== Segment start ==

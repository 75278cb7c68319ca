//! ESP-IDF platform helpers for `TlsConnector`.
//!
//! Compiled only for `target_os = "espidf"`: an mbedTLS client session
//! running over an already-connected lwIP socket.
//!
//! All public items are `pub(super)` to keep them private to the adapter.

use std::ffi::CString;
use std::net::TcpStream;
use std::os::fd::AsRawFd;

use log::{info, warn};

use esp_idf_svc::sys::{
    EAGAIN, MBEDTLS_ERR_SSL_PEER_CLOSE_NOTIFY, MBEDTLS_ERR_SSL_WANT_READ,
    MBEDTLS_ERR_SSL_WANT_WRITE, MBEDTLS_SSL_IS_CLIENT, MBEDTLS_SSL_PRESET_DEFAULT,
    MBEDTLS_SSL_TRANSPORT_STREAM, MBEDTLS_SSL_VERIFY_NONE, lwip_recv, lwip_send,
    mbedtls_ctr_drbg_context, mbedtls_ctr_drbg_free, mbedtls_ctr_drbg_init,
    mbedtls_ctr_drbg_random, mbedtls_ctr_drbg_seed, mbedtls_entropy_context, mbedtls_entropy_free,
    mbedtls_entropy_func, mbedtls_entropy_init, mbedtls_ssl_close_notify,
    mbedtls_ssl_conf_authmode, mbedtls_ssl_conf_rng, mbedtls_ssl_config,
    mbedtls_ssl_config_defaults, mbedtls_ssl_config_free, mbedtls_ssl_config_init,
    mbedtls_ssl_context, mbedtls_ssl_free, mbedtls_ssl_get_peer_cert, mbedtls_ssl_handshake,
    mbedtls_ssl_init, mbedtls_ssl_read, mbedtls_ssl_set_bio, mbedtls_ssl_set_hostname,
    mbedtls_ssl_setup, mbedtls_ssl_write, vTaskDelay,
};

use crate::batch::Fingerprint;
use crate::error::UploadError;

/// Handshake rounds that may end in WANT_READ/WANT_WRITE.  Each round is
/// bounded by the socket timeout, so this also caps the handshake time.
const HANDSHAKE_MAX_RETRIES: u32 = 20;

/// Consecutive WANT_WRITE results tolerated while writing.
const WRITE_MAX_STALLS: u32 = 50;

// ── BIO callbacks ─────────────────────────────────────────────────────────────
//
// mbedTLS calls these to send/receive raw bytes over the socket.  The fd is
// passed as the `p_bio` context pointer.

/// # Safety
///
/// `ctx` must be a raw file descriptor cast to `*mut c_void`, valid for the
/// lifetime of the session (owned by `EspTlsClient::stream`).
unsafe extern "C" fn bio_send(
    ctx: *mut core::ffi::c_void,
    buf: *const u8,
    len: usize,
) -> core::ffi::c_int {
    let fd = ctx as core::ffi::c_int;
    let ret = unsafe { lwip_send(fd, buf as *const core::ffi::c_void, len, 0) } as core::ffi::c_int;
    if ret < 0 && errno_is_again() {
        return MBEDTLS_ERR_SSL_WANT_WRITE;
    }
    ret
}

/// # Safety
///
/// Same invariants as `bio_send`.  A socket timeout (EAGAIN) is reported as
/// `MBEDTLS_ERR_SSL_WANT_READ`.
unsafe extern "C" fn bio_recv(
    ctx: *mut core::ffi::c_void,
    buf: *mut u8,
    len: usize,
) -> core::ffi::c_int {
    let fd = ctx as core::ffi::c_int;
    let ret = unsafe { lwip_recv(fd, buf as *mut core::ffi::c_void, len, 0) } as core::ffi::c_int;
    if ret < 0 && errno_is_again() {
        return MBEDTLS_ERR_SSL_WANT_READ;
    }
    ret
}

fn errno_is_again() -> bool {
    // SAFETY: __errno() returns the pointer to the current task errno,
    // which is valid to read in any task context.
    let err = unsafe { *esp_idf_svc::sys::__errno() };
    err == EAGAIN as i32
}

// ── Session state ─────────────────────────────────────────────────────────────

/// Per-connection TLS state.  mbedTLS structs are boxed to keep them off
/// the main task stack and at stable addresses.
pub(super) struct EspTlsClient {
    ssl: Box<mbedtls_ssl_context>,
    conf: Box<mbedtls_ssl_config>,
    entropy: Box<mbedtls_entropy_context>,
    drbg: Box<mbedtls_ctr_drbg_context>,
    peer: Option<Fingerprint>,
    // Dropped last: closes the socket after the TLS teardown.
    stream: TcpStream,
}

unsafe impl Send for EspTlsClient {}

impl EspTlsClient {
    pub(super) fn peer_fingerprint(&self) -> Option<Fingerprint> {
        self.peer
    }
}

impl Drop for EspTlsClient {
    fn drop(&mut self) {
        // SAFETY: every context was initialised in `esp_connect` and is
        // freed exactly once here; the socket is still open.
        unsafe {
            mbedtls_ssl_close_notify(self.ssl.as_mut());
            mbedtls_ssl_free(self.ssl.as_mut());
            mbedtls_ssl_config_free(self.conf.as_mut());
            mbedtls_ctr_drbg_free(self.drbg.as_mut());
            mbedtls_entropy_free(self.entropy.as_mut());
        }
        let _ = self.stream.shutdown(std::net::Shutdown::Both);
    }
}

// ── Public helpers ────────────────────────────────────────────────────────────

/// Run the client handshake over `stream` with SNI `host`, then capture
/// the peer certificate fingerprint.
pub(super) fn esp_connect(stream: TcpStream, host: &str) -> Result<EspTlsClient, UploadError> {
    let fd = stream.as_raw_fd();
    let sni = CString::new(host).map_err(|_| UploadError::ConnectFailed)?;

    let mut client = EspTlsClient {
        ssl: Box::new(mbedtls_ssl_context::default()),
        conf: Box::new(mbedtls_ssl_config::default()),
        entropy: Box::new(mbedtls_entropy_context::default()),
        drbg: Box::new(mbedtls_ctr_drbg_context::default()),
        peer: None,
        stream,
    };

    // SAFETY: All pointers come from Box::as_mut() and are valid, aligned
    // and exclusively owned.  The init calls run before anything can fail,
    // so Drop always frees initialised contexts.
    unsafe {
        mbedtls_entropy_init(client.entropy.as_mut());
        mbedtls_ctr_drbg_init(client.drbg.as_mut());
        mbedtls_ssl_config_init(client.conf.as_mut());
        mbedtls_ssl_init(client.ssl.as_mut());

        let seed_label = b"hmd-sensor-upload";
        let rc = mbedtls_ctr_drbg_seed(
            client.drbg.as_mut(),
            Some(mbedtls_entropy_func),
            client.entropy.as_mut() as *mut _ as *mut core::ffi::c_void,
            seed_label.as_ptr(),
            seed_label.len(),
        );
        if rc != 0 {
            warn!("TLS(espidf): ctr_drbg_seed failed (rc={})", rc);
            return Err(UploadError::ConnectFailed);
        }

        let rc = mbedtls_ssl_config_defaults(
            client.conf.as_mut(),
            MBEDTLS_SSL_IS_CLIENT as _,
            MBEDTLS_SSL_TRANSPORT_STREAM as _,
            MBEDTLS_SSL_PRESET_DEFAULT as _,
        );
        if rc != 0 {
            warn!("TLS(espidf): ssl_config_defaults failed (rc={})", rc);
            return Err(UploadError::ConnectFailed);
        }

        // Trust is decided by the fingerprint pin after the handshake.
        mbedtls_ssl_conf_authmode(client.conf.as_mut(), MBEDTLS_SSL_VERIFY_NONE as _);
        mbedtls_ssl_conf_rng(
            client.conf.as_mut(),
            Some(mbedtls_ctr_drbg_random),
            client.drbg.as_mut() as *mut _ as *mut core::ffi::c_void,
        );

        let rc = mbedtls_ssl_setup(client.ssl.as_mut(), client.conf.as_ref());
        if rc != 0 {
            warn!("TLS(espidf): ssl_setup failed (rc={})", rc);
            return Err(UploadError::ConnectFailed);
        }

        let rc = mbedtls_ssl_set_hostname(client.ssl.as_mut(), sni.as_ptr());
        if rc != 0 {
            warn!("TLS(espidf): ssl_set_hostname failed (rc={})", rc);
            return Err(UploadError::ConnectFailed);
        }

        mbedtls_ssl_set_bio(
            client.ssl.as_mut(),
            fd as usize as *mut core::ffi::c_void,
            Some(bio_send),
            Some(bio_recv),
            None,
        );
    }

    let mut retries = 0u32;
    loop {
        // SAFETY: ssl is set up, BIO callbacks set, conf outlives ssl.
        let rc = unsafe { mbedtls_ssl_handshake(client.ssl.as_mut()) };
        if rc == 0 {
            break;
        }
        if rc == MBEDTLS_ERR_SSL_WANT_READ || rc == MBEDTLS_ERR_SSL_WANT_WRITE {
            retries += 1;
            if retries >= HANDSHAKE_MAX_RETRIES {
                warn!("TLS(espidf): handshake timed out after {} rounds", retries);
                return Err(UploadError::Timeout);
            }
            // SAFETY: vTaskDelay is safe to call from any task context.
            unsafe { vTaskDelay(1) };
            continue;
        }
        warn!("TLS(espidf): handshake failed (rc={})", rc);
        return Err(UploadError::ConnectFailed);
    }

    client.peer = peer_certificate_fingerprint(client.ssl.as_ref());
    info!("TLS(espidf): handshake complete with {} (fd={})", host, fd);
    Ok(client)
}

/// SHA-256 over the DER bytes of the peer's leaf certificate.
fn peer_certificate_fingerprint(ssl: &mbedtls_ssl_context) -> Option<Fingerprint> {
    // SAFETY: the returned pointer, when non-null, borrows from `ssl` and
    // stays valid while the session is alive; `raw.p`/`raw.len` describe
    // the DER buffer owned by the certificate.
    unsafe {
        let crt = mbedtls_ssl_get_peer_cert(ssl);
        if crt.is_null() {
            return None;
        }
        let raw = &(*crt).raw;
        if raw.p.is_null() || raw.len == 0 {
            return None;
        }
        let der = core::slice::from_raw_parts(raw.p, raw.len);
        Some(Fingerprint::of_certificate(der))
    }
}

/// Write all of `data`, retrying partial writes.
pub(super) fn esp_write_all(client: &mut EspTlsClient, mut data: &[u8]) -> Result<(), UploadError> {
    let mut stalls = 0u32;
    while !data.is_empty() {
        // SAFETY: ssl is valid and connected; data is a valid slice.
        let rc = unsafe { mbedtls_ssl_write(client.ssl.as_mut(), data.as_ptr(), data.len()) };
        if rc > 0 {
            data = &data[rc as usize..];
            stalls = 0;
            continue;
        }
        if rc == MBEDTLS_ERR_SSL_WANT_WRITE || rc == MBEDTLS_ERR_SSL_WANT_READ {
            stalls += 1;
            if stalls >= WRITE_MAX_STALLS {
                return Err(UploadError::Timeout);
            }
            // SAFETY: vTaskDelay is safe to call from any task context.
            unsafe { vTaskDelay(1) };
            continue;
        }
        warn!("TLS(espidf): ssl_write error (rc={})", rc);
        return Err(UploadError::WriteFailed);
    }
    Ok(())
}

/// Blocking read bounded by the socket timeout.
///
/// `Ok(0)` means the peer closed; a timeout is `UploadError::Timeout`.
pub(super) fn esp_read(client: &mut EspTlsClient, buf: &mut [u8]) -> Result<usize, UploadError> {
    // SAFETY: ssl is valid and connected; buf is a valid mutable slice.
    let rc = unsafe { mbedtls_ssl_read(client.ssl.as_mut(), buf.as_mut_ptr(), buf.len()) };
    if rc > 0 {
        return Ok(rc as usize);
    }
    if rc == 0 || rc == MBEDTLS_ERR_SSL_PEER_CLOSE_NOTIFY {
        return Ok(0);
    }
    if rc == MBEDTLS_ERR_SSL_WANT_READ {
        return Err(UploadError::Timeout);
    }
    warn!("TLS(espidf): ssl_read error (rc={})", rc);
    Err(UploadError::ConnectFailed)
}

== Segment end ==

### What the task requires
All lines above containing the string "state": copy each one.

### Task result
// ── Session state ─────────────────────────────────────────────────────────────
/// Per-connection TLS state.  mbedTLS structs are boxed to keep them off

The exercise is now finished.